Sometimes jumbled and messy in ways unintended even by this identifiably scraggly project, Take This Job and Shove It isn’t one of the great movies by any stretch. But it is one of the great shitkicker movies. Director Gus Trikonis, while sound with his camera and cuts, doesn’t always embrace the details as expected. The exact breakage of a broken beer bottle changing from one shot to another is splitting unwashed hairs, but when Hays finally does evoke the film’s title to tell off his old buzzard of a boss, his pronouncement of “Take your job, and shove it!” lands with conspicuous inexactitude.
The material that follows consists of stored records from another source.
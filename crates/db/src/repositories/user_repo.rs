//! Repository for the `users` table.
//!
//! Users are managed by the identity provider; this service only needs to
//! know whether an id refers to a real user.

use appraise_core::types::DbId;
use sqlx::PgPool;

pub struct UserRepo;

impl UserRepo {
    pub async fn exists(pool: &PgPool, id: DbId) -> Result<bool, sqlx::Error> {
        sqlx::query_scalar::<_, bool>("SELECT EXISTS(SELECT 1 FROM users WHERE id = $1)")
            .bind(id)
            .fetch_one(pool)
            .await
    }

    /// Insert a user with the named role, returning its id.
    pub async fn create(pool: &PgPool, username: &str, role_name: &str) -> Result<DbId, sqlx::Error> {
        sqlx::query_scalar::<_, DbId>(
            "INSERT INTO users (username, role_id)
             SELECT $1, id FROM roles WHERE name = $2
             RETURNING id",
        )
        .bind(username)
        .bind(role_name)
        .fetch_one(pool)
        .await
    }
}
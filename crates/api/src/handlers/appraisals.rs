//! Handlers for appraisal records: create, read, list, edit, delete.
//!
//! None of these touch `status`; see [`super::workflow`] for transitions.

use appraise_core::appraisal::{CreateAppraisal, UpdateAppraisal};
use appraise_core::store::AppraisalListParams;
use appraise_core::types::DbId;
use axum::extract::{Path, Query, State};
use axum::http::StatusCode;
use axum::response::IntoResponse;
use axum::Json;

use crate::error::AppResult;
use crate::middleware::auth::AuthUser;
use crate::response::DataResponse;
use crate::state::AppState;

/// GET /api/v1/appraisals
///
/// List appraisals, newest first. Employees only ever see their own.
pub async fn list_appraisals(
    auth: AuthUser,
    State(state): State<AppState>,
    Query(params): Query<AppraisalListParams>,
) -> AppResult<impl IntoResponse> {
    let appraisals = state.records.list(&auth.caller(), params).await?;
    Ok(Json(DataResponse { data: appraisals }))
}

/// POST /api/v1/appraisals
///
/// Open an appraisal in `pending`. Requires HR, manager or admin.
pub async fn create_appraisal(
    auth: AuthUser,
    State(state): State<AppState>,
    Json(input): Json<CreateAppraisal>,
) -> AppResult<impl IntoResponse> {
    let appraisal = state.records.create(&auth.caller(), input).await?;
    Ok((StatusCode::CREATED, Json(DataResponse { data: appraisal })))
}

/// GET /api/v1/appraisals/{id}
pub async fn get_appraisal(
    auth: AuthUser,
    State(state): State<AppState>,
    Path(id): Path<DbId>,
) -> AppResult<impl IntoResponse> {
    let appraisal = state.records.get(&auth.caller(), id).await?;
    Ok(Json(DataResponse { data: appraisal }))
}

/// PUT /api/v1/appraisals/{id}
///
/// Edit the cycle label or period. Requires HR or admin.
pub async fn update_appraisal(
    auth: AuthUser,
    State(state): State<AppState>,
    Path(id): Path<DbId>,
    Json(input): Json<UpdateAppraisal>,
) -> AppResult<impl IntoResponse> {
    let appraisal = state.records.update_details(&auth.caller(), id, input).await?;
    Ok(Json(DataResponse { data: appraisal }))
}

/// DELETE /api/v1/appraisals/{id}
///
/// Delete an appraisal and its reviews. Requires admin.
pub async fn delete_appraisal(
    auth: AuthUser,
    State(state): State<AppState>,
    Path(id): Path<DbId>,
) -> AppResult<impl IntoResponse> {
    state.records.delete(&auth.caller(), id).await?;
    Ok(StatusCode::NO_CONTENT)
}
It’s particularly glaring insofar as it being one of the only times this yeehaw-carouser of a movie goes out of its way to exhibit proper grammar… and it’s at the expense of the title line.
But no matter. With a supporting cast including Hershey, Martin Mull, Art Carney, David Keith, Tim Thomerson, Eddie Albert and Royal Dano, KL Studio Classics’ nice looking new Blu-ray edition of this kicked-to-the-curb song adaptation proves to be another round worth having. With no extras other than trailers and an image gallery to weigh down the experience, one can chug this surly time capsule and then truck on to the next one. I ain’t workin’ here no more!